State the count of lines below featuring the word "bits", and write nothing further.

══ MATERIAL PROVIDED

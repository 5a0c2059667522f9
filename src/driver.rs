use std::sync::Arc;
use std::time::Duration;

use log::*;
use tokio::time::sleep;

use crate::codec::RegisterCodec;
use crate::error::{MeterError, Result};
use crate::gateway::{Gateway, RetryPolicy, Session};
use crate::models::{
    ActuatorDescriptor, ItemId, MeterModel, MeterProfile, RegisterDescriptor, RegisterKind,
};
use crate::transport::{ModbusFactory, Transport, TransportFactory};

/// Highest slave address the supported meters can be configured to.
pub const MAX_SLAVE_ADDRESS: u8 = 60;
/// Meters reject polls that arrive too close together.
pub const READ_THROTTLE: Duration = Duration::from_millis(5);

/// One meter behind a shared [`Gateway`].
///
/// Every operation holds the gateway lock from its first request to its last, so a
/// switch command and its verification read cannot be split by another driver.
pub struct MeterDriver<F: TransportFactory = ModbusFactory> {
    gateway: Arc<Gateway<F>>,
    slave: u8,
    profile: MeterProfile,
}

impl<F: TransportFactory> MeterDriver<F> {
    pub fn new(gateway: Arc<Gateway<F>>, model: MeterModel, slave: u8) -> Result<Self> {
        Self::with_profile(gateway, model.profile(), slave)
    }

    pub fn with_profile(
        gateway: Arc<Gateway<F>>,
        profile: MeterProfile,
        slave: u8,
    ) -> Result<Self> {
        if !(1..=MAX_SLAVE_ADDRESS).contains(&slave) {
            return Err(MeterError::configuration(format!(
                "invalid slave address {slave}, expected 1..={MAX_SLAVE_ADDRESS}"
            )));
        }
        Ok(Self {
            gateway,
            slave,
            profile,
        })
    }

    pub fn slave(&self) -> u8 {
        self.slave
    }

    pub fn profile(&self) -> &MeterProfile {
        &self.profile
    }

    pub fn gateway(&self) -> &Arc<Gateway<F>> {
        &self.gateway
    }

    fn register(&self, item: ItemId) -> Result<RegisterDescriptor> {
        let descriptor = self
            .profile
            .registers
            .get(item.index())
            .copied()
            .ok_or_else(|| MeterError::configuration(format!("unknown item {item}")))?;
        if !descriptor.is_defined() {
            return Err(MeterError::configuration(format!(
                "item {item} is not provided by this meter"
            )));
        }
        if !descriptor.readable {
            return Err(MeterError::configuration(format!("item {item} is not readable")));
        }
        Ok(descriptor)
    }

    fn actuator(&self, turn: usize) -> Result<ActuatorDescriptor> {
        self.profile.actuators.get(turn).copied().ok_or_else(|| {
            MeterError::configuration(format!(
                "meter has no {} {turn}",
                self.profile.actuator_class
            ))
        })
    }

    /// Reads and scales one data item.
    pub async fn get_val(&self, item: impl Into<ItemId>) -> Result<f64> {
        let item = item.into();
        let descriptor = self.register(item)?;
        let mut session = self.gateway.lock().await;
        self.read_value(&mut session, &descriptor).await
    }

    /// Reads every item the meter provides, in one locked pass.
    pub async fn read_all(&self) -> Vec<(ItemId, Result<f64>)> {
        let mut session = self.gateway.lock().await;
        let mut readings = Vec::new();
        for index in 0..self.profile.registers.len() {
            let Ok(item) = u8::try_from(index).map(ItemId) else {
                break;
            };
            let Ok(descriptor) = self.register(item) else {
                continue;
            };
            let value = self.read_value(&mut session, &descriptor).await;
            readings.push((item, value));
        }
        readings
    }

    /// Whether switch or valve `turn` currently lets the supply through.
    pub async fn get_state(&self, turn: usize) -> Result<bool> {
        let actuator = self.actuator(turn)?;
        let mut session = self.gateway.lock().await;
        self.read_state(&mut session, &actuator).await
    }

    /// Commands switch or valve `turn` and confirms it by reading the status back.
    ///
    /// A status that disagrees with the command is a [`MeterError::Verification`]; it
    /// is not retried and nothing is rolled back.
    pub async fn set_state(&self, turn: usize, on: bool) -> Result<()> {
        let actuator = self.actuator(turn)?;
        let policy = self.profile.actuator_class.write_policy();
        let command = actuator.command(on);
        let (slave, address) = (self.slave, actuator.control_address);

        let mut session = self.gateway.lock().await;
        session.ensure_client().await?;
        debug!(
            "slave {slave}: writing 0x{command:04x} to {} 0x{address:04x}",
            actuator.control_kind
        );
        match actuator.control_kind {
            RegisterKind::Coil => {
                session
                    .exchange(policy, move |c| c.write_coil(slave, address, command != 0))
                    .await?
            }
            RegisterKind::Holding => {
                session
                    .exchange(policy, move |c| c.write_register(slave, address, command))
                    .await?
            }
        }

        let reported = self.read_state(&mut session, &actuator).await?;
        if reported != on {
            warn!(
                "slave {slave}: {} {turn} did not follow command",
                self.profile.actuator_class
            );
            return Err(MeterError::Verification {
                turn,
                commanded: on,
                reported,
            });
        }
        info!(
            "slave {slave}: {} {turn} confirmed {}",
            self.profile.actuator_class,
            if on { "on" } else { "off" }
        );
        Ok(())
    }

    /// Power switch off.
    pub async fn trip(&self, turn: usize) -> Result<()> {
        self.set_state(turn, false).await
    }

    /// Power switch on.
    pub async fn close_switch(&self, turn: usize) -> Result<()> {
        self.set_state(turn, true).await
    }

    async fn read_value(
        &self,
        session: &mut Session<F>,
        descriptor: &RegisterDescriptor,
    ) -> Result<f64> {
        session.ensure_client().await?;
        sleep(READ_THROTTLE).await;
        let (slave, address, length) = (self.slave, descriptor.address, descriptor.length);
        let words = session
            .exchange(RetryPolicy::READ, move |c| {
                c.read_holding_registers(slave, address, length)
            })
            .await?;
        debug!("slave {slave}: read 0x{address:04x} x{length} = {words:04x?}");
        RegisterCodec::decode_register(descriptor, &words)
    }

    async fn read_state(
        &self,
        session: &mut Session<F>,
        actuator: &ActuatorDescriptor,
    ) -> Result<bool> {
        session.ensure_client().await?;
        sleep(READ_THROTTLE).await;
        let (slave, address) = (self.slave, actuator.status_address);
        match actuator.status_kind {
            RegisterKind::Coil => {
                let bits = session
                    .exchange(RetryPolicy::READ, move |c| c.read_coils(slave, address, 1))
                    .await?;
                bits.first().copied().ok_or_else(|| {
                    MeterError::Decode(format!("empty coil response at 0x{address:04x}"))
                })
            }
            RegisterKind::Holding => {
                let words = session
                    .exchange(RetryPolicy::READ, move |c| {
                        c.read_holding_registers(slave, address, 1)
                    })
                    .await?;
                let raw = words.first().copied().ok_or_else(|| {
                    MeterError::Decode(format!("empty register response at 0x{address:04x}"))
                })?;
                RegisterCodec::decode_status(actuator, raw)
            }
        }
    }
}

════

▶ OUTPUT OF THE TASK:
2